Au festival Antigel, plongée documentaire dans l’univers du cybersexe
Le festival Antigel, le Théâtre Saint-Gervais et l’Arsenic se sont associés pour produire un spectacle documentaire qui plonge dans le cybersexe roumain. Edifiant
Ils s’attendaient à trouver des jeunes femmes victimes d’un système mafieux. Ils ont découvert des professionnelles indépendantes, conscientes de leur talent et renégociant régulièrement leur contrat. Au Théâtre Saint-Gervais, à Genève, avant l’Arsenic, en mai, Karim Bel Kacem, metteur en scène, et Caroline Bernard, plasticienne de l’image, présentent Eromania (History X), une plongée documentaire dans une entreprise de cam-girls de Bucarest. Au-delà de la surprise concernant leur autonomie, les deux auteurs montrent que le lien tissé avec les utilisateurs – qu’elles nomment les «membres» – est souvent aussi important que le sexe simulé.

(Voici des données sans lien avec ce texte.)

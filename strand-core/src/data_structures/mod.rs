//! Data structures for concurrent collections.
//!
//! # Organization
//!
//! - [`deque`] - Lock-free doubly-ended queue
//! - [`bounded_ordered_set`] - Concurrent ordered set with a soft size bound
//! - [`ordered_set`] - The ordered-set trait the bounded set composes over
//! - [`internal`] - Internal implementation details (pub(crate))
//!
//! Collections are generic over a guard type `G: Guard`:
//!
//! ```ignore
//! use strand_core::{ConcurrentDeque, DeferredGuard};
//!
//! let deque: ConcurrentDeque<i32, DeferredGuard> = ConcurrentDeque::new();
//! deque.add_last(42);
//! ```

pub mod bounded_ordered_set;
pub mod deque;
pub(crate) mod internal;
pub mod ordered_iterator;
pub mod ordered_set;

pub use bounded_ordered_set::BoundedOrderedSet;
pub use deque::{ConcurrentDeque, DetachedNode, NodeHandle, Polled};
pub use ordered_iterator::{Ordered, OrderedIterator, ordered_from_vec};
pub use ordered_set::{ConcurrentOrderedSet, StdOrderedSet};

pub(crate) use internal::AtomicCount;
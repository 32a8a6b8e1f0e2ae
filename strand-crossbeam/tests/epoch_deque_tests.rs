use rstest::rstest;

use strand_core::common_tests::deque_core_tests::*;
use strand_core::common_tests::deque_stress_tests::*;
use strand_core::guard::Guard;
use strand_core::ConcurrentDeque;
use strand_crossbeam::EpochGuard;

type EpochDeque = ConcurrentDeque<i32, EpochGuard>;

#[rstest]
#[case::epoch(EpochDeque::default())]
fn core_end_round_trips<G: Guard + 'static>(#[case] _deque: ConcurrentDeque<i32, G>) {
    test_end_round_trips::<G>();
}

#[rstest]
#[case::epoch(EpochDeque::default())]
fn core_counters_agree_after_quiesce<G: Guard + 'static>(#[case] _deque: ConcurrentDeque<i32, G>) {
    test_counters_agree_after_quiesce::<G>();
}

#[rstest]
#[case::epoch(EpochDeque::default())]
fn core_no_element_vanishes<G: Guard + 'static>(#[case] _deque: ConcurrentDeque<i32, G>) {
    test_no_element_vanishes::<G>();
}

#[rstest]
#[case::epoch(EpochDeque::default())]
fn core_interior_unlink_partitions<G: Guard + 'static>(#[case] _deque: ConcurrentDeque<i32, G>) {
    test_interior_unlink_partitions::<G>();
}

#[rstest]
#[case::epoch(EpochDeque::default())]
fn core_weakly_consistent_iteration<G: Guard + 'static>(#[case] _deque: ConcurrentDeque<i32, G>) {
    test_weakly_consistent_iteration::<G>();
}

#[rstest]
#[case::epoch(EpochDeque::default())]
fn core_add_all_under_concurrent_append<G: Guard + 'static>(
    #[case] _deque: ConcurrentDeque<i32, G>,
) {
    test_add_all_under_concurrent_append::<G>();
}

#[rstest]
#[case::epoch(EpochDeque::default())]
fn core_memory_ordering<G: Guard + 'static>(#[case] _deque: ConcurrentDeque<i32, G>) {
    test_memory_ordering::<G>();
}

#[rstest]
#[case::epoch(EpochDeque::default())]
fn stress_producer_consumer_balance<G: Guard + 'static>(#[case] _deque: ConcurrentDeque<i32, G>) {
    test_producer_consumer_balance::<G>();
}

#[rstest]
#[case::epoch(EpochDeque::default())]
fn stress_end_contention<G: Guard + 'static>(#[case] _deque: ConcurrentDeque<i32, G>) {
    test_end_contention::<G>();
}

// The mixed-churn suite reuses node handles that racing polls may already
// have retired; handle reuse past retirement is only defined under the
// deferred guard, so that suite runs in strand-core.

250 000 dollars. C’est la somme astronomique qu’un client chinois a déboursée durant une année pour se réserver Perfect Lily, une rouquine au physique de top model et à l’élégance racée. Elle se raconte, ces jours, à Genève. Comme Oana, petite bombe noiraude au corps souple et au sourire ravageur. Ou Sara, femme au généreux format qui a fait du fétichisme sa loi. Entre séquences filmées et récits ou démonstrations en direct, les trois drôles de dames décrivent leur quotidien de cam-girls, un métier qu’elles ont choisi par nécessité, mais qu’elles pratiquent, disentelles, avec un relatif intérêt et un attachement profond à certains de leurs clients réguliers.
Une chambre à l’identique
Le spectacle, lui-même? Il est inégal. Passionnant au début, avec une entame filmée dans le studio de Bucarest qui débouche à Genève sur un décor identique, celui d’une chambre jaune layette avec caméra où se déroulent les connexions à distance. Moins trépidant ensuite, car procédant plus par additions d’informations que selon une idée de progression. «C’est que nous avons laissé beaucoup de place à ces trois femmes pour lesquelles s’exprimer en live, et sans filtre, est déjà une expérience exceptionnelle», explique Karim Bel Kacem après le spectacle. Cette mise à nu implique d’ailleurs quelques précautions, car certaines familles ne connaissent pas leur activité.
Peu importe, finalement, la qualité dramatique d’Eromania, qui a tout de même ses grands moments – un film d’horreur gore et les séquences de fétichisme de Sara, maîtresse SM aux ongles prodigieux. L’intérêt de cette proposition réside surtout dans la possibilité d’en savoir plus sur une profession sulfureuse et suscitant une foule de projections.
Le fétichisme selon Sara
Ce qu’on apprend, justement? Que de nombreuses relations n’impliquent pas de simulations sexuelles. Karim Bel Kacem précise même que la plupart des relations longue durée ne passent plus par la case sexe. Autrement dit, certains hommes paient de 4 à 15 euros la minute pour de simples échanges affectifs. «Ça m’a tellement sidéré, insiste le metteur en scène, que j’envisage un second volet sur ces hommes qui dépensent des fortunes pour se sentir connecté à quelqu’un, même si cet interlocuteur se trouve à des milliers de kilomètres et derrière un écran!»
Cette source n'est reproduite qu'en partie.